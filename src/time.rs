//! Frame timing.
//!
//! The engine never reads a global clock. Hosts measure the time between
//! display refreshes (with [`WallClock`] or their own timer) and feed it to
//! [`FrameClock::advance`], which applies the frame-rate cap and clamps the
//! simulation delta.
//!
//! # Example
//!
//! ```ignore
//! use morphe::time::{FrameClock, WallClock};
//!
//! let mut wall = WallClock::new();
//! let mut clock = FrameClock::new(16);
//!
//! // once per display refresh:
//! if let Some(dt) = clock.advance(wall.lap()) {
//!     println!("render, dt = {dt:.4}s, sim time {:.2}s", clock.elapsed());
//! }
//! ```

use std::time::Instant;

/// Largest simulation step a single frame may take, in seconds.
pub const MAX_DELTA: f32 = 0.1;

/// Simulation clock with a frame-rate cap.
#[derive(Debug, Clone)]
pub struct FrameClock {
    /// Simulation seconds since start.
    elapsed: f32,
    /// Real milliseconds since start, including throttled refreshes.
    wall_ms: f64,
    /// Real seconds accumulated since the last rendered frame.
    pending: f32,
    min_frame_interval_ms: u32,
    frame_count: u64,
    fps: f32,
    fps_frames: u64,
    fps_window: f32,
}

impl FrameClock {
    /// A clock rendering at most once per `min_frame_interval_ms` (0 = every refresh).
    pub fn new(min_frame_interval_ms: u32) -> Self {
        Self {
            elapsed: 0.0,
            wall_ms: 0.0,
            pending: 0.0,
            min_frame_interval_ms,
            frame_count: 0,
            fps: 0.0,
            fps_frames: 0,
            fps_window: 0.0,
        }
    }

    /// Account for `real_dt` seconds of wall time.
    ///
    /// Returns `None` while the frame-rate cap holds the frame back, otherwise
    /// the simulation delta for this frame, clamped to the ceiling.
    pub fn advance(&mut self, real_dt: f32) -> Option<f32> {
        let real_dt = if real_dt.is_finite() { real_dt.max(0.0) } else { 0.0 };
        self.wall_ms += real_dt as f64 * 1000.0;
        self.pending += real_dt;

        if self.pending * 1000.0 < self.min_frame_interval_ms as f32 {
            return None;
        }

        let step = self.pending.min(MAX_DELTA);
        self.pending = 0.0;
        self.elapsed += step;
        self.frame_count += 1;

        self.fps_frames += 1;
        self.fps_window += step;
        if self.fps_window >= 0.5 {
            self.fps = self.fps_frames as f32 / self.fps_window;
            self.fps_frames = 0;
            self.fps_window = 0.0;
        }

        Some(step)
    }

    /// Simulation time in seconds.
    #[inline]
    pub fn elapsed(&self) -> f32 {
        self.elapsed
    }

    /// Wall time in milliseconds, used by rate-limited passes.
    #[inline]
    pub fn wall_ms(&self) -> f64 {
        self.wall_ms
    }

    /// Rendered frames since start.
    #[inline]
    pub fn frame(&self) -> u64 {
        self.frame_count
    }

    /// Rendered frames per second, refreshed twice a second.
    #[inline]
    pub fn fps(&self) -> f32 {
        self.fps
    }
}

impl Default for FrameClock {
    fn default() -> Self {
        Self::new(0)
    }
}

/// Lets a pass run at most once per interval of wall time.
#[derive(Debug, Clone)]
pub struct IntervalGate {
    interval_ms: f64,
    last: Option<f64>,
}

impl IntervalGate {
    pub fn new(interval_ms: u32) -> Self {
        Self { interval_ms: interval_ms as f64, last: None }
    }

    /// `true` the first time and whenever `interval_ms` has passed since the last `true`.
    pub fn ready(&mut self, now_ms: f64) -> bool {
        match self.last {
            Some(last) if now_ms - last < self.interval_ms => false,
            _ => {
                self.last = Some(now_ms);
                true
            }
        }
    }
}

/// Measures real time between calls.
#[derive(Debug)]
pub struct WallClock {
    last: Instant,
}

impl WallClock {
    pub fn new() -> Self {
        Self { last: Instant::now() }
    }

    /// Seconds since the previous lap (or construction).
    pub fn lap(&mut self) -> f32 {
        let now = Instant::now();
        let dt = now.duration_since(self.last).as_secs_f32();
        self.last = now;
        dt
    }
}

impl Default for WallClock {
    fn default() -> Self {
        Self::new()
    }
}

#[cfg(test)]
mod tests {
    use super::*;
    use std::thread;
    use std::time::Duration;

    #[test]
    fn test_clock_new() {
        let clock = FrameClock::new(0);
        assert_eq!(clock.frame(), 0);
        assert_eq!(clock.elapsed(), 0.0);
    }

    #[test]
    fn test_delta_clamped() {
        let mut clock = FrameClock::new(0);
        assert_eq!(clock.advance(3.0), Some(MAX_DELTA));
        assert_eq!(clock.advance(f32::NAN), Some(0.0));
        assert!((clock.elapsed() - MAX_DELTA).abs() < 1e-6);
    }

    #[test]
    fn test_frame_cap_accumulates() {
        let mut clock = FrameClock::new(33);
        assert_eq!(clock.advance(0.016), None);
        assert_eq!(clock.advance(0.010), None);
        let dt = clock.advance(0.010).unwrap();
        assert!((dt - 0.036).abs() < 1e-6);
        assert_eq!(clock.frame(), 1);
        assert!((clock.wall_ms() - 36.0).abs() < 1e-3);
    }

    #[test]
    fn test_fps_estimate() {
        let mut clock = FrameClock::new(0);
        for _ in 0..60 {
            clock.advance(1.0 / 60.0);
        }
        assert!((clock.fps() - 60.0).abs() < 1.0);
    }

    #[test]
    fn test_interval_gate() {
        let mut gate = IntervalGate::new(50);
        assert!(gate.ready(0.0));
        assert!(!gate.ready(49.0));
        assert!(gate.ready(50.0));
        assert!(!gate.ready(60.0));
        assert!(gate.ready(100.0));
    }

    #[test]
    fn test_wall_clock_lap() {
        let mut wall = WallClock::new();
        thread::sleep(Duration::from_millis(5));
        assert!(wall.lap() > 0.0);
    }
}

==

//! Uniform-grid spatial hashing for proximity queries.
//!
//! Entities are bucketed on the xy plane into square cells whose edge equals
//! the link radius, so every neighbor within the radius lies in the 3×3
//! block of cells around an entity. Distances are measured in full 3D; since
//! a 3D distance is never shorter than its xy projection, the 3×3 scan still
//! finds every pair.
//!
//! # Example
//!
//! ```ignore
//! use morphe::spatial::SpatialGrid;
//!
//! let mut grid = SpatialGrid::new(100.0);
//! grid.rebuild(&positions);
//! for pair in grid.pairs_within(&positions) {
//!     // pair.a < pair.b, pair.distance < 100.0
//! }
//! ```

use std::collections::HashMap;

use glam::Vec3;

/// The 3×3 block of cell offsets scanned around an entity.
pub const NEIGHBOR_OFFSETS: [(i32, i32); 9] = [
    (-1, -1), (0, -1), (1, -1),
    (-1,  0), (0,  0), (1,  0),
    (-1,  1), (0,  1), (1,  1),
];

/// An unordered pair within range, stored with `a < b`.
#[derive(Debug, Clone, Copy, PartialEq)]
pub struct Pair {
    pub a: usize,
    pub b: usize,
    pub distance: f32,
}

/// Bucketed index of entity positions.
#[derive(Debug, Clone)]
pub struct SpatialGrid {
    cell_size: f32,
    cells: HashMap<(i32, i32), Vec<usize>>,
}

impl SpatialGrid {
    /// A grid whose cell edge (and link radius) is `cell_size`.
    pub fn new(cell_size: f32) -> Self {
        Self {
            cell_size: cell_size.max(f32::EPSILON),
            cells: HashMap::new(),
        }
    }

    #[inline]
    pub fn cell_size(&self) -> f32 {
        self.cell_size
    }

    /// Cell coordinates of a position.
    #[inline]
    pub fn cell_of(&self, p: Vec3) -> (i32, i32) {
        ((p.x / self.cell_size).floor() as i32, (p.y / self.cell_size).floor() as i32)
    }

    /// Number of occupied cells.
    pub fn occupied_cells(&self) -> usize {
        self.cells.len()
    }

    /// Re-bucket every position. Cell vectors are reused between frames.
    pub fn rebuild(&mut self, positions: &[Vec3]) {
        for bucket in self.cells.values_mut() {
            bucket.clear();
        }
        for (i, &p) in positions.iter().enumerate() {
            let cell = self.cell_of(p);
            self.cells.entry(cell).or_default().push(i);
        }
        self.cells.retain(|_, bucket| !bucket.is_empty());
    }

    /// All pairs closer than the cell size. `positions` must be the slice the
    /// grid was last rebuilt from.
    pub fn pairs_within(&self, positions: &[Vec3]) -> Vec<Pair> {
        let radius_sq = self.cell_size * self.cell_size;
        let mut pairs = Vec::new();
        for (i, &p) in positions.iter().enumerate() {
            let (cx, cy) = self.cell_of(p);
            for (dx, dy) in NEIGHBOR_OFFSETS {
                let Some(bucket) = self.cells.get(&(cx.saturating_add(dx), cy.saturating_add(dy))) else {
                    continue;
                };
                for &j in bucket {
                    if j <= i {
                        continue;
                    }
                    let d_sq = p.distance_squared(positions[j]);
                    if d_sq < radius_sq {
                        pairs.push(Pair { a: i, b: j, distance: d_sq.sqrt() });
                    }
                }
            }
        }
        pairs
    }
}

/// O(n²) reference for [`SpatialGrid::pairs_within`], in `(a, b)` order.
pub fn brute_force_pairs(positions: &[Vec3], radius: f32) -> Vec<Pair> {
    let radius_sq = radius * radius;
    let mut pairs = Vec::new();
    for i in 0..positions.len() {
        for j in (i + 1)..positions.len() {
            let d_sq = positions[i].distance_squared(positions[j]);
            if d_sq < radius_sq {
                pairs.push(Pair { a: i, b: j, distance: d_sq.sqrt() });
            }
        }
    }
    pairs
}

Exercise - Using the listing, count the lines holding the word "block" and write down that number alone.

Output of the exercise - 2